Aim of the task. Below are the records; retype each one exactly.

Stored items.
"""
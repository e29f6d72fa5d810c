//! Media classification and the reserved subtrees of a served root

use serde::{Deserialize, Serialize};
use std::collections::BTreeSet;
use std::path::{Component, Path};

/// Destination of move-to-trash
pub const DELETED_DIR: &str = "deleted";

/// Destination of copy-to-favorites
pub const FAVORITES_DIR: &str = "favorites";

/// Top-level folders that are never indexed, served, or mutated
pub const RESERVED_DIRS: [&str; 2] = [DELETED_DIR, FAVORITES_DIR];

/// Kind of media file
#[derive(Debug, Clone, Copy, PartialEq, Eq, Hash, Serialize, Deserialize)]
#[serde(rename_all = "lowercase")]
pub enum MediaKind {
    Image,
    Video,
}

/// One entry of the ordered gallery index
#[derive(Debug, Clone, PartialEq, Eq, Serialize, Deserialize)]
pub struct MediaItem {
    /// Path relative to the served root, always `/`-separated
    pub relative_path: String,
    pub kind: MediaKind,
}

impl MediaItem {
    pub fn new(relative_path: impl Into<String>, kind: MediaKind) -> Self {
        Self {
            relative_path: relative_path.into(),
            kind,
        }
    }

    /// Parent directory of the item ("" for files at the root)
    pub fn parent_dir(&self) -> &str {
        self.relative_path
            .rsplit_once('/')
            .map(|(parent, _)| parent)
            .unwrap_or("")
    }

    /// Final path component
    pub fn file_name(&self) -> &str {
        self.relative_path
            .rsplit_once('/')
            .map(|(_, name)| name)
            .unwrap_or(&self.relative_path)
    }

    pub fn is_video(&self) -> bool {
        self.kind == MediaKind::Video
    }
}

/// Immutable set of servable extensions, compared case-insensitively
#[derive(Debug, Clone, PartialEq, Eq)]
pub struct MediaExtensions {
    image: BTreeSet<String>,
    video: BTreeSet<String>,
}

impl MediaExtensions {
    /// Build from extension lists; leading dots and case are ignored
    pub fn new<I, V, S>(image: I, video: V) -> Self
    where
        I: IntoIterator<Item = S>,
        V: IntoIterator<Item = S>,
        S: AsRef<str>,
    {
        Self {
            image: image.into_iter().filter_map(normalize_extension).collect(),
            video: video.into_iter().filter_map(normalize_extension).collect(),
        }
    }

    /// Classify a path by its extension
    pub fn classify<P: AsRef<Path>>(&self, path: P) -> Option<MediaKind> {
        let ext = path.as_ref().extension()?.to_str()?.to_ascii_lowercase();

        if self.image.contains(&ext) {
            Some(MediaKind::Image)
        } else if self.video.contains(&ext) {
            Some(MediaKind::Video)
        } else {
            None
        }
    }

    /// Check if a path has an allowed media extension
    pub fn is_allowed<P: AsRef<Path>>(&self, path: P) -> bool {
        self.classify(path).is_some()
    }

    pub fn image_extensions(&self) -> impl Iterator<Item = &str> {
        self.image.iter().map(String::as_str)
    }

    pub fn video_extensions(&self) -> impl Iterator<Item = &str> {
        self.video.iter().map(String::as_str)
    }
}

impl Default for MediaExtensions {
    fn default() -> Self {
        Self::new(["jpg", "jpeg", "png", "gif"], ["webm", "mp4"])
    }
}

fn normalize_extension<S: AsRef<str>>(ext: S) -> Option<String> {
    let ext = ext.as_ref().trim().trim_start_matches('.');
    if ext.is_empty() {
        None
    } else {
        Some(ext.to_ascii_lowercase())
    }
}

/// Check if a root-relative path lies inside a reserved subtree
pub fn is_reserved<P: AsRef<Path>>(relative: P) -> bool {
    match relative.as_ref().components().next() {
        Some(Component::Normal(first)) => first
            .to_str()
            .map_or(false, |name| RESERVED_DIRS.contains(&name)),
        _ => false,
    }
}
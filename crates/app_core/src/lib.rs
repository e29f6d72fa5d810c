//! Gala core domain logic
//!
//! This crate contains:
//! - Configuration
//! - Error types
//! - Navigation engine
//! - Viewport window manager
//! - Commands and key bindings
//! - Viewer session
//! - Recent directories log

pub mod command;
pub mod config;
pub mod error;
pub mod history;
pub mod mutation;
pub mod navigation;
pub mod session;
pub mod window;

pub use command::{CommandId, KeyBindings, NavCommand};
pub use config::{AppConfig, HistoryConfig, MediaConfig, ServerConfig, ViewerConfig};
pub use error::AppError;
pub use history::RecentDirectories;
pub use mutation::{MutationKind, MutationResult, PendingMutation};
pub use navigation::NavigationState;
pub use session::ViewerSession;
pub use window::{IndexRange, MediaSlots, ViewportWindow, WindowRadii};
"""
Reply to the exercise.
repository e29f6d72fa5d810c
//! Media classification and the reserved subtrees of a served root

use serde::{Deserialize, Serialize};
use std::collections::BTreeSet;
use std::path::{Component, Path};

/// Destination of move-to-trash
pub const DELETED_DIR: &str = "deleted";

/// Destination of copy-to-favorites
pub const FAVORITES_DIR: &str = "favorites";

/// Top-level folders that are never indexed, served, or mutated
pub const RESERVED_DIRS: [&str; 2] = [DELETED_DIR, FAVORITES_DIR];

/// Kind of media file
#[derive(Debug, Clone, Copy, PartialEq, Eq, Hash, Serialize, Deserialize)]
#[serde(rename_all = "lowercase")]
pub enum MediaKind {
    Image,
    Video,
}

/// One entry of the ordered gallery index
#[derive(Debug, Clone, PartialEq, Eq, Serialize, Deserialize)]
pub struct MediaItem {
    /// Path relative to the served root, always `/`-separated
    pub relative_path: String,
    pub kind: MediaKind,
}

impl MediaItem {
    pub fn new(relative_path: impl Into<String>, kind: MediaKind) -> Self {
        Self {
            relative_path: relative_path.into(),
            kind,
        }
    }

    /// Parent directory of the item ("" for files at the root)
    pub fn parent_dir(&self) -> &str {
        self.relative_path
            .rsplit_once('/')
            .map(|(parent, _)| parent)
            .unwrap_or("")
    }

    /// Final path component
    pub fn file_name(&self) -> &str {
        self.relative_path
            .rsplit_once('/')
            .map(|(_, name)| name)
            .unwrap_or(&self.relative_path)
    }

    pub fn is_video(&self) -> bool {
        self.kind == MediaKind::Video
    }
}

/// Immutable set of servable extensions, compared case-insensitively
#[derive(Debug, Clone, PartialEq, Eq)]
pub struct MediaExtensions {
    image: BTreeSet<String>,
    video: BTreeSet<String>,
}

impl MediaExtensions {
    /// Build from extension lists; leading dots and case are ignored
    pub fn new<I, V, S>(image: I, video: V) -> Self
    where
        I: IntoIterator<Item = S>,
        V: IntoIterator<Item = S>,
        S: AsRef<str>,
    {
        Self {
            image: image.into_iter().filter_map(normalize_extension).collect(),
            video: video.into_iter().filter_map(normalize_extension).collect(),
        }
    }

    /// Classify a path by its extension
    pub fn classify<P: AsRef<Path>>(&self, path: P) -> Option<MediaKind> {
        let ext = path.as_ref().extension()?.to_str()?.to_ascii_lowercase();

        if self.image.contains(&ext) {
            Some(MediaKind::Image)
        } else if self.video.contains(&ext) {
            Some(MediaKind::Video)
        } else {
            None
        }
    }

    /// Check if a path has an allowed media extension
    pub fn is_allowed<P: AsRef<Path>>(&self, path: P) -> bool {
        self.classify(path).is_some()
    }

    pub fn image_extensions(&self) -> impl Iterator<Item = &str> {
        self.image.iter().map(String::as_str)
    }

    pub fn video_extensions(&self) -> impl Iterator<Item = &str> {
        self.video.iter().map(String::as_str)
    }
}

impl Default for MediaExtensions {
    fn default() -> Self {
        Self::new(["jpg", "jpeg", "png", "gif"], ["webm", "mp4"])
    }
}

fn normalize_extension<S: AsRef<str>>(ext: S) -> Option<String> {
    let ext = ext.as_ref().trim().trim_start_matches('.');
    if ext.is_empty() {
        None
    } else {
        Some(ext.to_ascii_lowercase())
    }
}

/// Check if a root-relative path lies inside a reserved subtree
pub fn is_reserved<P: AsRef<Path>>(relative: P) -> bool {
    match relative.as_ref().components().next() {
        Some(Component::Normal(first)) => first
            .to_str()
            .map_or(false, |name| RESERVED_DIRS.contains(&name)),
        _ => false,
    }
}
filename crates/app_core/src/lib.rs
repository e29f6d72fa5d810c
//! Gala core domain logic
//!
//! This crate contains:
//! - Configuration
//! - Error types
//! - Navigation engine
//! - Viewport window manager
//! - Commands and key bindings
//! - Viewer session
//! - Recent directories log

pub mod command;
pub mod config;
pub mod error;
pub mod history;
pub mod mutation;
pub mod navigation;
pub mod session;
pub mod window;

pub use command::{CommandId, KeyBindings, NavCommand};
pub use config::{AppConfig, HistoryConfig, MediaConfig, ServerConfig, ViewerConfig};
pub use error::AppError;
pub use history::RecentDirectories;
pub use mutation::{MutationKind, MutationResult, PendingMutation};
pub use navigation::NavigationState;
pub use session::ViewerSession;
pub use window::{IndexRange, MediaSlots, ViewportWindow, WindowRadii};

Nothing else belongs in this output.